Back in November, I called to make a Doctor’s appointment in order to figure out what was going on with this pesky swollen lymph node. Unfortunately I already had a Dentist appointment for the exact same time as they wanted to make the Doctor’s appointment. I had recently had a root canal and needed to go for the follow-up so they could cap the tooth. I cancelled the dental appointment with every intention to go back to the dentist to finish up the root canal.
Well if you are reading this blog, you know what become of the swollen lymph node. And once you start chemotherapy and radiation it is not a good idea to go to the dentist. Because your immunity is decreased, they don’t want a bunch of mouth bacteria stirred up. ANY type of infection can be serious during treatment. In hindsight, I should’ve tried to have the dentist squeeze me in before chemotherapy started, but seriously, dental work was the last thing on my mind. So part deux of the root canal never happened.
And today, just two days after I finally got my ability to eat back, the dead tooth cracks and falls apart in my mouth while trying to each a fried clam. It figures. And the irony of it is that I was going to call the dentist sometime during the next week or so to make an appointment. One of my co-workers had recently told me that the radiation would make all my teeth fall out. I guess I should’ve listened! In all seriousness, I did not have radiation to my mouth, and though some saliva issues may have caused a few minor dental problems I don’t believe that is why my tooth broke apart.
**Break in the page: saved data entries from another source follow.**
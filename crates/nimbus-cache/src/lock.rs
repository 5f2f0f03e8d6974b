//! Advisory lock providers.
//!
//! Both providers are non-blocking: `try_acquire` either takes the lock or
//! reports that someone else holds it. `FileLockProvider` still performs
//! synchronous file I/O, so async callers run it on the blocking pool.

use fs2::FileExt;
use nimbus_core::{Error, LockProvider, LockToken, Result};
use std::collections::HashMap;
use std::fs::{self, File, OpenOptions};
use std::io::{ErrorKind, Write};
use std::path::{Path, PathBuf};
use std::sync::atomic::{AtomicU64, Ordering};
use std::sync::{Arc, Mutex};
use std::time::{Duration, Instant, SystemTime};
use tracing::{debug, warn};

/// Cross-process lock backed by `flock` on `<dir>/<name>.lock`.
///
/// The kernel drops the lock if the holder dies. A holder that is alive but
/// has kept the lock longer than `stale_after` is broken by unlinking the
/// lock file and locking a fresh one. Breakers serialize on `<name>.break`,
/// and a lock only counts if the locked file is still the one at the path,
/// so a process that opened the unlinked file cannot hold it too.
/// Lock files are never removed on release.
#[derive(Debug, Clone)]
pub struct FileLockProvider {
    dir: PathBuf,
    stale_after: Duration,
}

impl FileLockProvider {
    pub fn new(dir: impl Into<PathBuf>, stale_after: Duration) -> Self {
        Self {
            dir: dir.into(),
            stale_after,
        }
    }

    pub fn lock_path(&self, name: &str) -> PathBuf {
        self.dir.join(format!("{}.lock", name))
    }

    fn break_path(&self, name: &str) -> PathBuf {
        self.dir.join(format!("{}.break", name))
    }

    fn is_stale(&self, file: &File) -> bool {
        let Ok(modified) = file.metadata().and_then(|m| m.modified()) else {
            return false;
        };
        match SystemTime::now().duration_since(modified) {
            Ok(age) => age >= self.stale_after,
            Err(_) => false,
        }
    }

    fn break_stale(&self, name: &str, path: &Path) -> Result<Option<LockToken>> {
        let guard_path = self.break_path(name);
        let guard = open_lock_file(&guard_path)?;
        if !try_lock(&guard, &guard_path)? {
            debug!(lock = name, "Another process is breaking this lock");
            return Ok(None);
        }

        let result = self.break_while_guarded(name, path);
        if let Err(e) = FileExt::unlock(&guard) {
            debug!(error = %e, "Failed to unlock break guard");
        }
        result
    }

    /// Only breakers unlink lock files, so while the guard is held the file
    /// at `path` cannot be swapped underneath us.
    fn break_while_guarded(&self, name: &str, path: &Path) -> Result<Option<LockToken>> {
        let file = open_lock_file(path)?;
        if try_lock(&file, path)? {
            // The previous holder let go, or an earlier breaker finished.
            return lock_opened(name, file, path);
        }
        if !self.is_stale(&file) {
            return Ok(None);
        }

        warn!(
            lock = name,
            path = %path.display(),
            stale_after_secs = self.stale_after.as_secs(),
            "Breaking stale lock"
        );
        match fs::remove_file(path) {
            Ok(()) => {}
            Err(e) if e.kind() == ErrorKind::NotFound => {}
            Err(e) => {
                return Err(Error::Lock(format!(
                    "Failed to break stale lock {}: {}",
                    path.display(),
                    e
                )));
            }
        }
        drop(file);

        let fresh = open_lock_file(path)?;
        if try_lock(&fresh, path)? {
            lock_opened(name, fresh, path)
        } else {
            Ok(None)
        }
    }
}

impl LockProvider for FileLockProvider {
    fn try_acquire(&self, name: &str) -> Result<Option<LockToken>> {
        fs::create_dir_all(&self.dir).map_err(|e| {
            Error::Lock(format!(
                "Failed to create lock directory {}: {}",
                self.dir.display(),
                e
            ))
        })?;

        let path = self.lock_path(name);
        let file = open_lock_file(&path)?;
        if try_lock(&file, &path)? {
            return lock_opened(name, file, &path);
        }

        if !self.is_stale(&file) {
            debug!(lock = name, "Lock held elsewhere");
            return Ok(None);
        }
        drop(file);
        self.break_stale(name, &path)
    }
}

fn open_lock_file(path: &Path) -> Result<File> {
    OpenOptions::new()
        .create(true)
        .truncate(false)
        .read(true)
        .write(true)
        .open(path)
        .map_err(|e| Error::Lock(format!("Failed to open lock {}: {}", path.display(), e)))
}

fn try_lock(file: &File, path: &Path) -> Result<bool> {
    match file.try_lock_exclusive() {
        Ok(()) => Ok(true),
        Err(e) if is_contended(&e) => Ok(false),
        Err(e) => Err(Error::Lock(format!(
            "Failed to lock {}: {}",
            path.display(),
            e
        ))),
    }
}

/// Turn a successfully flocked `file` into a token, unless a breaker has
/// already unlinked it. Dropping `file` releases the flock.
fn lock_opened(name: &str, file: File, path: &Path) -> Result<Option<LockToken>> {
    if !is_current(&file, path)? {
        debug!(lock = name, "Locked file was replaced by a breaker");
        return Ok(None);
    }
    stamp(&file);
    Ok(Some(file_token(name, file)))
}

#[cfg(unix)]
fn is_current(file: &File, path: &Path) -> Result<bool> {
    use std::os::unix::fs::MetadataExt;

    let held = file
        .metadata()
        .map_err(|e| Error::Lock(format!("Failed to stat lock {}: {}", path.display(), e)))?;
    match fs::metadata(path) {
        Ok(current) => Ok(held.dev() == current.dev() && held.ino() == current.ino()),
        Err(e) if e.kind() == ErrorKind::NotFound => Ok(false),
        Err(e) => Err(Error::Lock(format!(
            "Failed to stat lock {}: {}",
            path.display(),
            e
        ))),
    }
}

// Open files cannot be unlinked here, so the path always names the held file.
#[cfg(not(unix))]
fn is_current(_file: &File, path: &Path) -> Result<bool> {
    Ok(path.exists())
}

fn is_contended(err: &std::io::Error) -> bool {
    err.kind() == ErrorKind::WouldBlock
        || err.raw_os_error() == fs2::lock_contended_error().raw_os_error()
}

/// Record the holder and refresh the mtime used for staleness checks.
fn stamp(mut file: &File) {
    let holder = format!("{}\n{}\n", std::process::id(), chrono::Utc::now().to_rfc3339());
    let result = file
        .set_len(0)
        .and_then(|_| file.write_all(holder.as_bytes()))
        .and_then(|_| file.flush());
    if let Err(e) = result {
        debug!(error = %e, "Failed to stamp lock file");
    }
}

fn file_token(name: &str, file: File) -> LockToken {
    LockToken::new(name, move || {
        if let Err(e) = FileExt::unlock(&file) {
            debug!(error = %e, "Failed to unlock lock file");
        }
    })
}

/// In-process lock table for single-process deployments and tests.
#[derive(Debug, Clone)]
pub struct MemoryLockProvider {
    held: Arc<Mutex<HashMap<String, Holder>>>,
    next_id: Arc<AtomicU64>,
    stale_after: Duration,
}

#[derive(Debug, Clone, Copy)]
struct Holder {
    id: u64,
    acquired_at: Instant,
}

impl MemoryLockProvider {
    pub fn new(stale_after: Duration) -> Self {
        Self {
            held: Arc::new(Mutex::new(HashMap::new())),
            next_id: Arc::new(AtomicU64::new(1)),
            stale_after,
        }
    }

    pub fn is_held(&self, name: &str) -> bool {
        self.held
            .lock()
            .map(|held| held.contains_key(name))
            .unwrap_or(false)
    }
}

impl Default for MemoryLockProvider {
    fn default() -> Self {
        Self::new(Duration::from_secs(300))
    }
}

impl LockProvider for MemoryLockProvider {
    fn try_acquire(&self, name: &str) -> Result<Option<LockToken>> {
        let mut held = self
            .held
            .lock()
            .map_err(|_| Error::Lock("lock table poisoned".into()))?;

        if let Some(holder) = held.get(name) {
            if holder.acquired_at.elapsed() < self.stale_after {
                return Ok(None);
            }
            warn!(lock = name, "Breaking stale lock");
        }

        let id = self.next_id.fetch_add(1, Ordering::Relaxed);
        held.insert(
            name.to_string(),
            Holder {
                id,
                acquired_at: Instant::now(),
            },
        );

        let table = Arc::clone(&self.held);
        let owned = name.to_string();
        Ok(Some(LockToken::new(name, move || {
            if let Ok(mut held) = table.lock() {
                // A broken lock may already belong to someone else.
                if held.get(&owned).is_some_and(|h| h.id == id) {
                    held.remove(&owned);
                }
            }
        })))
    }
}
I just had a long overdue need to see the dentist.
Even with the tooth issue, it has been a really good weekend. Robbie and I spent the last four days in a cabin in the mountains. Robbie asked me what I liked the most about our getaway, and I said the quiet. And I don’t mean just the quiet of the wilderness, but the quiet that comes with no responsibility. It was the first time since all of this craziness began that I really had time to digest what had happened and to deal with it on an emotional level.
There is definitely a shift that occurs when you go from cancer fighter to cancer survivor. In my opinion to fight cancer, you need to be in battle mode. There isn’t much time to reflect. It’s all about doing everything you can to win the fight.
But now that the fight is over, I do have the time to make a decision about who I want to be. And to be honest, I don’t feel having a big celebration. I feel grateful and exhausted. I feel like I need to find ways to give back to others going through this type of experience through blogging and participation in discussion groups. I need to participate in organizations that raise money to find better treatment and cures.
But I do not want to gloat or showboat. Cancer was a bad-ass opponent. And just because I won this time, it doesn’t mean that I’d win the next round. I do not want to tempt fate. I’m going to lay low and hope that she just passes me on by and lets me tell my tale of how I went there and back again and lived to tell the harrowing tale.